+++ Given data

use std::{str::FromStr, sync::Arc};

use anyhow::{anyhow, Context, Result};
use cafe_pos_api::{
    config::{self, AppConfig},
    db::{self, DbConfig, DbPool},
    entities::Role,
    errors::ServiceError,
    services::{
        catalog::{CreateCategoryRequest, CreateProductRequest},
        tables::CreateTableRequest,
        users::{CreateUserRequest, UserResponse},
        CatalogService, TableService, UserService,
    },
};
use clap::{ArgAction, Args, Parser, Subcommand};
use rust_decimal::Decimal;
use rust_decimal_macros::dec;
use serde::Serialize;
use tracing::{info, warn};

#[tokio::main]
async fn main() -> Result<()> {
    let cli = Cli::parse();
    let context = CliContext::initialize().await?;

    match cli.command {
        Commands::Migrate => {
            db::run_migrations(&context.db)
                .await
                .context("failed to run migrations")?;
            println!("Migrations applied");
        }
        Commands::CreateUser(args) => handle_create_user(&context, args, cli.json).await?,
        Commands::ListUsers => handle_list_users(&context, cli.json).await?,
        Commands::SeedDemo(args) => handle_seed_demo(&context, args).await?,
    }

    Ok(())
}

#[derive(Parser)]
#[command(name = "pos-admin", about = "Administrative tasks for the café POS backend", version)]
struct Cli {
    #[arg(
        long,
        global = true,
        action = ArgAction::SetTrue,
        help = "Render command output as pretty JSON when available"
    )]
    json: bool,
    #[command(subcommand)]
    command: Commands,
}

#[derive(Subcommand)]
enum Commands {
    /// Apply pending schema migrations
    Migrate,
    /// Create a staff account
    CreateUser(CreateUserArgs),
    ListUsers,
    /// Insert a small demo floor plan and menu
    SeedDemo(SeedDemoArgs),
}

#[derive(Args)]
struct CreateUserArgs {
    #[arg(long, help = "Login name (stored lowercase)")]
    username: String,
    #[arg(long, help = "Password, at least 8 characters")]
    password: String,
    #[arg(long, help = "Display name shown on orders")]
    full_name: String,
    #[arg(long, default_value = "Staff", value_parser = parse_role, help = "Staff, Cashier or Manager")]
    role: Role,
}

#[derive(Args)]
struct SeedDemoArgs {
    #[arg(long, default_value_t = 8, help = "Number of dining tables to create")]
    tables: u32,
}

fn parse_role(raw: &str) -> Result<Role, String> {
    Role::from_str(raw).map_err(|_| format!("unknown role '{}'", raw))
}

struct CliContext {
    db: Arc<DbPool>,
}

impl CliContext {
    async fn initialize() -> Result<Self> {
        let config: AppConfig = config::load_config().context("failed to load application config")?;
        config::init_tracing(config.log_level(), config.log_json);

        let db_pool = db::establish_connection_with_config(&DbConfig::from(&config))
            .await
            .context("failed to connect to database")?;

        Ok(Self {
            db: Arc::new(db_pool),
        })
    }

    fn user_service(&self) -> UserService {
        UserService::new(self.db.clone())
    }

    fn table_service(&self) -> TableService {
        TableService::new(self.db.clone())
    }

    fn catalog_service(&self) -> CatalogService {
        CatalogService::new(self.db.clone())
    }
}

async fn handle_create_user(context: &CliContext, args: CreateUserArgs, json: bool) -> Result<()> {
    let user = context
        .user_service()
        .create_user(CreateUserRequest {
            username: args.username,
            password: args.password,
            full_name: args.full_name,
            role: args.role,
        })
        .await
        .map_err(|e| anyhow!("failed to create user: {}", e))?;

    if json {
        print_json(&user)?;
    } else {
        render_user(&user);
    }
    Ok(())
}

async fn handle_list_users(context: &CliContext, json: bool) -> Result<()> {
    let users = context
        .user_service()
        .list_users()
        .await
        .map_err(|e| anyhow!("failed to list users: {}", e))?;

    if json {
        print_json(&users)?;
    } else if users.is_empty() {
        println!("No users");
    } else {
        users.iter().for_each(render_user);
    }
    Ok(())
}

/// Idempotent: rows that already exist are skipped.
async fn handle_seed_demo(context: &CliContext, args: SeedDemoArgs) -> Result<()> {
    let tables = context.table_service();
    let mut created_tables = 0;
    for n in 1..=args.tables {
        let request = CreateTableRequest {
            name: format!("T{}", n),
            capacity: if n % 3 == 0 { 6 } else { 4 },
            description: None,
        };
        if skip_existing(tables.create_table(request).await)?.is_some() {
            created_tables += 1;
        }
    }

    let catalog = context.catalog_service();
    let menu: [(&str, &[(&str, Decimal)]); 3] = [
        (
            "Coffee",
            &[
                ("Espresso", dec!(2.50)),
                ("Cappuccino", dec!(3.20)),
                ("Iced Latte", dec!(3.80)),
            ],
        ),
        (
            "Tea",
            &[("Green Tea", dec!(2.20)), ("Peach Iced Tea", dec!(3.00))],
        ),
        (
            "Food",
            &[("Croissant", dec!(2.80)), ("Club Sandwich", dec!(6.50))],
        ),
    ];

    let existing = catalog
        .list_categories(true)
        .await
        .map_err(|e| anyhow!("failed to list categories: {}", e))?;

    let mut created_products = 0;
    for (category_name, products) in menu {
        let category = match existing.iter().find(|c| c.name == category_name) {
            Some(_) => {
                info!(category = category_name, "Category exists, leaving its products alone");
                continue;
            }
            None => catalog
                .create_category(CreateCategoryRequest {
                    name: category_name.to_string(),
                    description: None,
                })
                .await
                .map_err(|e| anyhow!("failed to create category {}: {}", category_name, e))?,
        };

        for (name, price) in products {
            catalog
                .create_product(CreateProductRequest {
                    name: name.to_string(),
                    price: *price,
                    category_id: category.id,
                    image_url: None,
                })
                .await
                .map_err(|e| anyhow!("failed to create product {}: {}", name, e))?;
            created_products += 1;
        }
    }

    println!(
        "Seeded {} table(s) and {} product(s)",
        created_tables, created_products
    );
    Ok(())
}

fn skip_existing<T>(result: Result<T, ServiceError>) -> Result<Option<T>> {
    match result {
        Ok(value) => Ok(Some(value)),
        Err(ServiceError::Conflict(msg)) => {
            warn!("{}", msg);
            Ok(None)
        }
        Err(e) => Err(anyhow!(e.to_string())),
    }
}

fn print_json<T: Serialize>(value: &T) -> Result<()> {
    println!("{}", serde_json::to_string_pretty(value)?);
    Ok(())
}

fn render_user(user: &UserResponse) {
    println!(
        "- User {} • {} ({}) • {} • {}",
        user.id,
        user.username,
        user.full_name,
        user.role,
        if user.active { "active" } else { "inactive" }
    );
}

++++++

Exercise requirements: Show every line above where "menu" is found.

Task output:
    /// Insert a small demo floor plan and menu
    let menu: [(&str, &[(&str, Decimal)]); 3] = [
    for (category_name, products) in menu {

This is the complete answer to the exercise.